[Input]:

· · · ·

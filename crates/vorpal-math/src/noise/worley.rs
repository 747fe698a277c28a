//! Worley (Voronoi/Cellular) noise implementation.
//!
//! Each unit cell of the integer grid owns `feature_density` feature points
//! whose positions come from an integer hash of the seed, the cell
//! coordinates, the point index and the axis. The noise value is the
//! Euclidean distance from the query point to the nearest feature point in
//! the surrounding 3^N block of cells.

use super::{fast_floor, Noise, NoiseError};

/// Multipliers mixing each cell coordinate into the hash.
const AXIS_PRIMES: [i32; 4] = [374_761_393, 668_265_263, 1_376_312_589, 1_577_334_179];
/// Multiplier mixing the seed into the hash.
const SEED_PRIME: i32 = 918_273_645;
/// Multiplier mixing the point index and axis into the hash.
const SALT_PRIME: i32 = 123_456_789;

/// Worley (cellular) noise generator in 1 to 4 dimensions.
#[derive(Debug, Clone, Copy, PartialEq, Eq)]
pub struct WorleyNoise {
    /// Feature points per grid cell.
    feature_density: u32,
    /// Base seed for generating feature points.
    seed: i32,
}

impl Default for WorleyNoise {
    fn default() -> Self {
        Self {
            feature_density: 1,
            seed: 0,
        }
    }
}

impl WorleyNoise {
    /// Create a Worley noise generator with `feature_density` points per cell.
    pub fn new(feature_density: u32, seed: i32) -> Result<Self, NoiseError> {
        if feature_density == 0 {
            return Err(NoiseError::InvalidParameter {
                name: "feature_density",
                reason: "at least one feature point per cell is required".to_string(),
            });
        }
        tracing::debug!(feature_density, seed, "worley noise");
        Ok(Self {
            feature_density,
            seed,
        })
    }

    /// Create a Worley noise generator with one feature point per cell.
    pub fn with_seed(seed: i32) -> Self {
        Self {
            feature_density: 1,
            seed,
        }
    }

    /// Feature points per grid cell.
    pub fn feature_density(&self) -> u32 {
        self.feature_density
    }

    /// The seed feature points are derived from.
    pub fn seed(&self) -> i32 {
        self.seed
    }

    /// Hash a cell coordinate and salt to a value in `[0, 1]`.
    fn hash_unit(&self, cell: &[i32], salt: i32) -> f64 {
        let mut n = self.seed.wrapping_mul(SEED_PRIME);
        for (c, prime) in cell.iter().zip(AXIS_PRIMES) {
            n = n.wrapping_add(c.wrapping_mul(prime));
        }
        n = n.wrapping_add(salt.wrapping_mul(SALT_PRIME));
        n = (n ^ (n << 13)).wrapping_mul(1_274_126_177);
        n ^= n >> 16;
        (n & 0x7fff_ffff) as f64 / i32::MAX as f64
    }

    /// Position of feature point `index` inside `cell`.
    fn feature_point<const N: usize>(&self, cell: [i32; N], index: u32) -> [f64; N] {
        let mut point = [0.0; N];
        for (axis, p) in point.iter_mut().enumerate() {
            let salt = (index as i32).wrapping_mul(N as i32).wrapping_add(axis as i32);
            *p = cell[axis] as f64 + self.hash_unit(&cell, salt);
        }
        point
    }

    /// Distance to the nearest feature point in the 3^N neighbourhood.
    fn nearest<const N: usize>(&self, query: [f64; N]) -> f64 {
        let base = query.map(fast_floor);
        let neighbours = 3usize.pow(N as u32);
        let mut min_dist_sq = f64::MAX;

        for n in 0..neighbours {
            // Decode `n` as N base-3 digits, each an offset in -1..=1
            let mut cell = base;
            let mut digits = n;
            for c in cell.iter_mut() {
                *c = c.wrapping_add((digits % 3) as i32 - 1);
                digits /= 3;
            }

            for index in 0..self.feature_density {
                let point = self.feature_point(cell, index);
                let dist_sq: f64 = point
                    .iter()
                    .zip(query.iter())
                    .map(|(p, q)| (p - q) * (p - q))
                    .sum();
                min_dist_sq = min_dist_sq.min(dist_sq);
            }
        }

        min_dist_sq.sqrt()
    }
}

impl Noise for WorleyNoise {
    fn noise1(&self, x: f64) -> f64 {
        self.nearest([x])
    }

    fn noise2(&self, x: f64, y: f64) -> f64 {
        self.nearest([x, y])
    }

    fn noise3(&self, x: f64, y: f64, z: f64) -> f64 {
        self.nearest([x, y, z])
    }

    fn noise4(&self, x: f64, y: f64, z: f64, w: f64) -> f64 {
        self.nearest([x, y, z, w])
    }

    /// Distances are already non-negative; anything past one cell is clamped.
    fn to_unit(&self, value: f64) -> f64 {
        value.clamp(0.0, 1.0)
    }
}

· · · ·

[What you will do]: One number only, please: the count of lines in the material holding the word "const".

[Answer for this exercise]: 5